A The mRNA expression level of SOX9 was upregulated in human fibrotic liver tissues. n = 30/group. B The sections of human liver tissues were treated with SOX9 immunohistochemical staining, n = 6/group, original magnification×200. C Predicted protein network visualization with STRING. The network nodes represented proteins. These proteins were clustered with k-means clustering algorithms. D Co-immunoprecipitation assays revealed that β-catenin could bind with SOX9 in activated LX-2 cells. E Moreover, Dual immunofluorescence staining of activated LX-2 cells using anti-β-catenin and anti-SOX9 antibodies was performed. Representative of three experiments. DAPI was used to stain the nuclei, original magnification×400. F The protein levels of SOX9, α-SMA, Collagen-I, and TIMP-1 in LX-2-pre-miR-139-5p cells infected with Ad-SOX9 were detected by western blotting. Representative of three experiments. G Immunofluorescence staining for α-SMA (green) in LX-2-pre-miR-139-5p cells infected with Ad-SOX9 was analyzed by confocal laser microscopy. DAPI was used to stain the nuclei, blue. Original magnification×400, Representative of three experiments.

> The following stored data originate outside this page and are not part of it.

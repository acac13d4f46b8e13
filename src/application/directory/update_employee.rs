use chrono::{DateTime, Utc};
use serde::{Deserialize, Serialize};
use std::str::FromStr;
use std::sync::Arc;
use uuid::Uuid;

use crate::domain::directory::{
  Designation, DirectoryError, DirectoryService, EmailAddress, EmployeeStatus, PersonName,
};

#[derive(Debug, Deserialize)]
pub struct UpdateEmployeeCommand {
  pub employee_id: Uuid,
  pub first_name: String,
  pub last_name: String,
  pub email: String,
  pub designation: String,
  pub status: String,
}

#[derive(Debug, Serialize)]
pub struct UpdateEmployeeResponse {
  pub employee_id: Uuid,
  pub full_name: String,
  pub designation: String,
  pub status: String,
  pub updated_at: DateTime<Utc>,
}

pub struct UpdateEmployeeUseCase {
  directory_service: Arc<DirectoryService>,
}

impl UpdateEmployeeUseCase {
  pub fn new(directory_service: Arc<DirectoryService>) -> Self {
    Self { directory_service }
  }

  pub async fn execute(
    &self,
    command: UpdateEmployeeCommand,
  ) -> Result<UpdateEmployeeResponse, DirectoryError> {
    let status = EmployeeStatus::from_str(&command.status)?;

    let employee = self
      .directory_service
      .update_employee(
        command.employee_id,
        PersonName::new(command.first_name)?,
        PersonName::new(command.last_name)?,
        EmailAddress::new(command.email)?,
        Designation::new(command.designation)?,
        status,
      )
      .await?;

    Ok(UpdateEmployeeResponse {
      employee_id: employee.id,
      full_name: employee.full_name(),
      designation: employee.designation.into_inner(),
      status: employee.status.as_str().to_string(),
      updated_at: employee.updated_at,
    })
  }
}
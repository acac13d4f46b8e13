pub mod generate_invoice;
pub mod get_invoice_details;
pub mod list_invoices;
pub mod preview_billing;
pub mod record_payment;
pub mod send_invoice;

pub use generate_invoice::{
  GenerateInvoiceCommand, GenerateInvoiceResponse, GenerateInvoiceUseCase,
};
pub use get_invoice_details::{
  GetInvoiceDetailsCommand, GetInvoiceDetailsUseCase, InvoiceDetailsResponse, InvoiceLineItemDto,
};
pub use list_invoices::{
  InvoiceListItemDto, ListInvoicesCommand, ListInvoicesResponse, ListInvoicesUseCase,
};
pub use preview_billing::{
  PreviewBillingCommand, PreviewBillingResponse, PreviewBillingUseCase, ProjectTimesheetDto,
  TimesheetLineDto,
};
pub use record_payment::{RecordPaymentCommand, RecordPaymentResponse, RecordPaymentUseCase};
pub use send_invoice::{SendInvoiceCommand, SendInvoiceResponse, SendInvoiceUseCase};
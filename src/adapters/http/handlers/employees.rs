use actix_web::{HttpResponse, web};
use std::sync::Arc;
use uuid::Uuid;
use validator::Validate;

use crate::{
  adapters::http::{
    dtos::{CreateEmployeeRequest, UpdateEmployeeRequest},
    errors::ApiError,
  },
  application::directory::{
    CreateEmployeeCommand, CreateEmployeeUseCase, ListEmployeesUseCase, UpdateEmployeeCommand,
    UpdateEmployeeUseCase,
  },
};

/// Create new employee
/// POST /api/v1/employees
pub async fn create_employee_handler(
  request: web::Json<CreateEmployeeRequest>,
  use_case: web::Data<Arc<CreateEmployeeUseCase>>,
) -> Result<HttpResponse, ApiError> {
  request.validate()?;

  let command = CreateEmployeeCommand {
    first_name: request.first_name.clone(),
    last_name: request.last_name.clone(),
    email: request.email.clone(),
    hire_date: request.hire_date,
    designation: request.designation.clone(),
  };

  let response = use_case.execute(command).await?;

  Ok(HttpResponse::Created().json(response))
}

/// List all employees
/// GET /api/v1/employees
pub async fn list_employees_handler(
  use_case: web::Data<Arc<ListEmployeesUseCase>>,
) -> Result<HttpResponse, ApiError> {
  let response = use_case.execute().await?;

  Ok(HttpResponse::Ok().json(response))
}

/// Update an existing employee
/// PUT /api/v1/employees/:employee_id
pub async fn update_employee_handler(
  employee_id: web::Path<Uuid>,
  request: web::Json<UpdateEmployeeRequest>,
  use_case: web::Data<Arc<UpdateEmployeeUseCase>>,
) -> Result<HttpResponse, ApiError> {
  request.validate()?;

  let command = UpdateEmployeeCommand {
    employee_id: *employee_id,
    first_name: request.first_name.clone(),
    last_name: request.last_name.clone(),
    email: request.email.clone(),
    designation: request.designation.clone(),
    status: request.status.clone(),
  };

  let response = use_case.execute(command).await?;

  Ok(HttpResponse::Ok().json(response))
}
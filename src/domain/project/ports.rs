use async_trait::async_trait;
use chrono::NaiveDate;
use uuid::Uuid;

use crate::domain::directory::Designation;

use super::entities::{Assignment, Project, TimeEntry};
use super::errors::ProjectError;
use super::value_objects::Hours;

/// An active assignment joined to its employee's designation.
/// This is the denormalized read model the invoicing pipeline consumes.
#[derive(Debug, Clone)]
pub struct AssignmentWithDesignation {
  pub assignment: Assignment,
  pub designation: Designation,
}

/// A time entry joined to its employee's designation, restricted to one
/// billing period. Employee identity is intentionally absent: invoicing
/// groups by designation.
#[derive(Debug, Clone)]
pub struct BillableEntry {
  pub project_id: Uuid,
  pub designation: Designation,
  pub entry_date: NaiveDate,
  pub hours: Hours,
}

#[async_trait]
pub trait ProjectRepository: Send + Sync {
  async fn create(&self, project: Project) -> Result<Project, ProjectError>;
  async fn update(&self, project: Project) -> Result<Project, ProjectError>;
  async fn find_by_id(&self, id: Uuid) -> Result<Option<Project>, ProjectError>;
  async fn find_by_client_id(&self, client_id: Uuid) -> Result<Vec<Project>, ProjectError>;
  async fn find_all(&self) -> Result<Vec<Project>, ProjectError>;
}

#[async_trait]
pub trait AssignmentRepository: Send + Sync {
  async fn create(&self, assignment: Assignment) -> Result<Assignment, ProjectError>;
  async fn update(&self, assignment: Assignment) -> Result<Assignment, ProjectError>;
  async fn find_by_id(&self, id: Uuid) -> Result<Option<Assignment>, ProjectError>;
  async fn find_by_project_id(&self, project_id: Uuid) -> Result<Vec<Assignment>, ProjectError>;
  /// Active assignments for a set of projects, joined to employee designations.
  async fn find_active_with_designations(
    &self,
    project_ids: &[Uuid],
  ) -> Result<Vec<AssignmentWithDesignation>, ProjectError>;
}

#[async_trait]
pub trait TimeEntryRepository: Send + Sync {
  async fn create(&self, entry: TimeEntry) -> Result<TimeEntry, ProjectError>;
  async fn find_by_project_and_period(
    &self,
    project_id: Uuid,
    start: NaiveDate,
    end: NaiveDate,
  ) -> Result<Vec<TimeEntry>, ProjectError>;
  /// Entries within the inclusive period for a set of projects, joined to
  /// employee designations.
  async fn find_billable_in_period(
    &self,
    project_ids: &[Uuid],
    start: NaiveDate,
    end: NaiveDate,
  ) -> Result<Vec<BillableEntry>, ProjectError>;
}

H Proliferation of LX-2-pre-miR-139-5p cells infected with Ad-SOX9 was analyzed by CCK8 assay. I The wound-healing assay of LX-2-pre-miR-139-5p cells infected with Ad-SOX9 or Ad-Con was performed to observe the migration capability. Representative of three experiments. J The transwell assay of the LX-2-pre-miR-139-5p cells infected with Ad-Ad-SOX9 or Ad-Con was performed to analyze the migration capability, representative of three experiments. The number of cells was calculated from different fields. Graph represents mean ± SD. *P < 0.05, **P < 0.01.